Dáil debate on Ryan report showed cynical indifference towards scale of problem, writes VINCENT BROWNE
THE MOTION the Dáil debated last Thursday and Friday on the Ryan report on residential child abuse included the almost clichéd resolve: “cherish all of the children of the nation equally”. The same motion acknowledged “the State has an obligation to ensure that children and young people in the care of the State receive the highest possible quality of care”. The motion was agreed unanimously without a vote. Brian Cowen concluded his speech with the words: “From this shame and evil, we will make Ireland a model of how to treat our children”. Several other deputies spoke in similar terms.
All very moving, apparently.
It would be all the more moving if it meant anything. Even meant something in relation to vulnerable children also in the care of the State. For the evidence is that it means very little if anything at all. The annual report for 2008 of the Mental Health Commission was published recently.
The report gives an insight into the real commitment of the State to children in its care, in contrast to the rhetorical blather manufactured to suit the occasion. The report recalls that “consistently” since its establishment in 2006, the commission has highlighted “the lack of sufficient child and adolescent in-patient and day centre hospital facilities”. This is for children suffering from mental health problems. The commission has repeatedly advocated that “the provision of age-appropriate approved centres for children and adolescents must be addressed as a matter of urgency”. There were nearly 400 admissions of children to psychiatric centres in 2008, an increase of 11 per cent on 2007. Almost two-thirds of the admissions in 2008 were to adult units and 10 per cent of these were children aged 15 or below.
Despite repeated demands by the commission and other mental health bodies, centres for children have not been made available on the scale required.

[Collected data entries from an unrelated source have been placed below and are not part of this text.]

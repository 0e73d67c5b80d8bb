// ⚙️ Runtime configuration from environment variables

use std::net::SocketAddr;
use std::path::PathBuf;

pub const DEFAULT_DB_PATH: &str = "zapmanejo.db";
pub const DEFAULT_BIND_ADDR: &str = "0.0.0.0:8080";
pub const DEFAULT_API_VERSION: &str = "v21.0";

#[derive(Debug, thiserror::Error)]
pub enum ConfigError {
    #[error("Invalid ZAP_BIND_ADDR {value:?}: {source}")]
    BindAddr {
        value: String,
        source: std::net::AddrParseError,
    },
}

#[derive(Debug, Clone)]
pub struct Config {
    pub db_path: PathBuf,
    pub bind_addr: SocketAddr,
    /// Webhook verify token; challenges are refused while unset
    pub hub_token: Option<String>,
    pub whatsapp_token: Option<String>,
    pub whatsapp_phone_number_id: Option<String>,
    pub whatsapp_api_version: String,
}

impl Config {
    pub fn from_env() -> Result<Self, ConfigError> {
        Self::from_lookup(|key| std::env::var(key).ok())
    }

    /// Build from any key lookup (tests pass a map)
    pub fn from_lookup<F>(lookup: F) -> Result<Self, ConfigError>
    where
        F: Fn(&str) -> Option<String>,
    {
        let non_empty = |key: &str| lookup(key).filter(|v| !v.trim().is_empty());

        let bind = non_empty("ZAP_BIND_ADDR").unwrap_or_else(|| DEFAULT_BIND_ADDR.to_string());
        let bind_addr = bind
            .parse()
            .map_err(|source| ConfigError::BindAddr { value: bind.clone(), source })?;

        Ok(Config {
            db_path: non_empty("ZAP_DB_PATH")
                .map(PathBuf::from)
                .unwrap_or_else(|| PathBuf::from(DEFAULT_DB_PATH)),
            bind_addr,
            hub_token: non_empty("HUB_TOKEN"),
            whatsapp_token: non_empty("WHATSAPP_TOKEN"),
            whatsapp_phone_number_id: non_empty("WHATSAPP_PHONE_NUMBER_ID"),
            whatsapp_api_version: non_empty("WHATSAPP_API_VERSION")
                .unwrap_or_else(|| DEFAULT_API_VERSION.to_string()),
        })
    }
}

Of course the Government has cynically neglected the area of mental health. A commentary on the failure to implement Government policy on mental health, in the document A Vision for Change, published in 2006, states: “It is noteworthy that about a third of services, nationally, received neither commitment nor indeed new resources during the time of our survey (2006-2009). The €25 million funding set aside for this purpose would have been adequate, but that money was diverted away from the psychiatric services”.
This is taken from A Gloomy View: Rhetoric or Reality in relation to the Advancement of A Vision for Change by Siobhán Carry and Patrice Murphy on behalf of the faculty of clinical directors of the College of Psychiatry of Ireland. Among the most vulnerable children, inevitably, are casualties of this comprehensive neglect.
Among the children who supposedly are to be cherished, one in five lives in conditions that may be considered poverty-stricken, for instance, in families of four with an average income of €27,000 a year. The Central Statistics Office says “children continued to be the age group most at risk, with a rate of 19.9 per cent”.
One in 13 children lives in dire poverty, that is income poverty and lacking heat or adequate clothing or adequate footwear. Around 85,000 children also account for nearly 40 per cent of everyone in “consistent poverty”.
But what I find astonishing is the indifference to the findings of a report, funded by the Government, on the scale of child sexual abuse in society. From my reading of last week’s debate, no one mentioned the Sexual Abuse and Violence in Ireland (SAVI) report published some years ago that revealed a shocking reality.
One in five women reported experiencing contact sexual abuse in childhood and one-quarter of these (ie, 5.6 per cent of all girls) reported to having been raped in childhood. One in six men (16.2 per cent) reported experiencing contact sexual abuse in childhood and 2.7 per cent of all boys reported having been raped in childhood. We are talking about over 100,000 women and around 57,000 men being raped in childhood .
Child sexual abuse is a gigantic problem and its scale has never been addressed. What is it that causes such denial? Only a tiny fraction of abusers (about 3 per cent) have been clerics and, this is not to let the Catholic Church off the hook, for in some respects it institutionalises abuse and, more generally, it covered it up.
But clerics are a small part of the problem. One-quarter of abusers are family members – usually not immediate family members – one-quarter are figures of authority, one-quarter are neighbours and one-quarter are strangers.
SAVI recommended initiatives to cope with the problem, but these were largely ignored. Dáil speeches about child protection from those who couldn’t be bothered to acquaint themselves with the rudimentary evidence on the scale of that abuse, are indeed moving. Moving us to outrage.